In der mündlichen Urteilsbegründung führte der Vorsitzende aus: Zwar ist es bei der Vorbereitung der Wahl durch eine unzulässige Wahlbeeinflussung zu einer Unregelmäßigkeit im wahlrechtlichen Sinne gekommen. Es fehlt aber an ernst zu nehmenden Gründen für die Annahme, dass die Wahl bei ordnungsgemäßem Ablauf möglicherweise zu einem anderen Ergebnis geführt hätte.
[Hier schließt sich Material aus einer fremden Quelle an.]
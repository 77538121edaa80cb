// SPDX-FileCopyrightText: 2026 Leadline Contributors
// SPDX-License-Identifier: MIT OR Apache-2.0

//! SQLite persistence layer for the Leadline CRM bot.
//!
//! Provides WAL-mode SQLite storage with embedded migrations, a single-writer
//! concurrency model via `tokio-rusqlite`, and typed operations for clients,
//! companies, interactions and suggestions.
//!
//! All writes are serialized through the one background connection owned by
//! [`Database`]; query modules take `&Database` and go through
//! `connection().call()`. Do not open extra connections for writes.

pub mod adapter;
pub mod database;
pub mod migrations;
pub mod models;
pub mod queries;

pub use adapter::SqliteStorage;
pub use database::Database;
// SPDX-FileCopyrightText: 2026 Leadline Contributors
// SPDX-License-Identifier: MIT OR Apache-2.0

//! What one turn sends back to the conversation.

use leadline_core::types::{Keyboard, ParseMode};

/// One outbound message produced by a turn.
#[derive(Debug, Clone, PartialEq, Eq)]
pub struct Reply {
    pub text: String,
    pub parse_mode: ParseMode,
    pub keyboard: Option<Keyboard>,
}

impl Reply {
    /// Plain text; no markup is interpreted.
    pub fn text(text: impl Into<String>) -> Self {
        Self {
            text: text.into(),
            parse_mode: ParseMode::Plain,
            keyboard: None,
        }
    }

    /// HTML text. Interpolated user data must already be escaped.
    pub fn html(text: impl Into<String>) -> Self {
        Self {
            text: text.into(),
            parse_mode: ParseMode::Html,
            keyboard: None,
        }
    }

    pub fn with_keyboard(mut self, keyboard: Keyboard) -> Self {
        self.keyboard = Some(keyboard);
        self
    }

    pub fn with_optional_keyboard(mut self, keyboard: Option<Keyboard>) -> Self {
        self.keyboard = keyboard;
        self
    }
}

/// Result of processing one inbound event.
///
/// An empty outcome is a silent acknowledgement: the event was dropped
/// without mutating anything.
#[derive(Debug, Clone, Default, PartialEq, Eq)]
pub struct TurnOutcome {
    pub replies: Vec<Reply>,
    /// Short notice shown when a button press is acknowledged.
    pub notice: Option<String>,
}

impl TurnOutcome {
    pub fn silent() -> Self {
        Self::default()
    }

    pub fn reply(reply: Reply) -> Self {
        Self {
            replies: vec![reply],
            notice: None,
        }
    }

    pub fn with_notice(mut self, notice: impl Into<String>) -> Self {
        self.notice = Some(notice.into());
        self
    }

    pub fn is_silent(&self) -> bool {
        self.replies.is_empty() && self.notice.is_none()
    }
}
Die Veröffentlichung der Anzeige durch den Kreis Viersen eine Woche vor der Wahl stellte eine unzulässige Wahlbeeinflussung durch eine amtliche Stelle dar. Das Gebot der freien Wahl untersagt es staatlichen und gemeindlichen Organen, sich in amtlicher Funktion vor Wahlen mit politischen Parteien oder Wahlbewerbern und -bewerberinnen zu identifizieren und sie als Amtsträger zu unterstützen oder zu bekämpfen. In der „heißen Phase des Wahlkampfes“ ist äußerste Zurückhaltung geboten und auf jegliche amtliche Öffentlichkeitsarbeit in Form sogenannter Arbeits-, Leistungs- und Erfolgsberichte zu verzichten. Dieser Wahlfehler ist aber nicht von entscheidendem Einfluss auf das Ergebnis der Landratswahl gewesen. Bei der Prüfung der Mandatsrelevanz des Wahlfehlers ist auch das Ergebnis einer potentiellen Stichwahl zu berücksichtigen. Selbst wenn man davon ausgeht, dass der Landrat ohne die Veröffentlichung die absolute Mehrheit im ersten Wahlgang möglicherweise verfehlt hätte, so ist es fernliegend, dass bei der dann durchzuführenden Stichwahl die zweitplatzierte Kandidatin obsiegt hätte. Sie hätte dafür einen erheblichen Abstand im Stimmenanteil aufholen und nahezu sämtliche Wählerinnen und Wähler der Kandidaten von FDP, der Linken und der Partei im ersten Wahlgang nun für sich gewinnen müssen. Das ist nach allgemeinen Erkenntnissen über das Wahlverhalten sehr unwahrscheinlich.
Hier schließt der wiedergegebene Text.